** Source material **
==========

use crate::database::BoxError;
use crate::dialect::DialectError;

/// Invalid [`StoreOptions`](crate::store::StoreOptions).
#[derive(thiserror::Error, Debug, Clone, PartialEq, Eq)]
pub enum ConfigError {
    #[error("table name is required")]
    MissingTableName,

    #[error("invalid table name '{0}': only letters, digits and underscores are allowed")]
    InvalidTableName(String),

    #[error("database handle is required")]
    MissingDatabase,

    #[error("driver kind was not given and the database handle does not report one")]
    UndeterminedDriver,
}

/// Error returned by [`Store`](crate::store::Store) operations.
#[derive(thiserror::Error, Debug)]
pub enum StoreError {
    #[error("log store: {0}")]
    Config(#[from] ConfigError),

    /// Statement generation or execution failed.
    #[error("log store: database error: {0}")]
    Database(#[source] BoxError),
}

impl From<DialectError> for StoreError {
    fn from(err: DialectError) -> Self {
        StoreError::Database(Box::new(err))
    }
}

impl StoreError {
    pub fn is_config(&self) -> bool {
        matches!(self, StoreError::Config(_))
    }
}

==========

Whichever lines of the data include the word "enum", pull them out.

** Output of the exercise **
pub enum ConfigError {
pub enum StoreError {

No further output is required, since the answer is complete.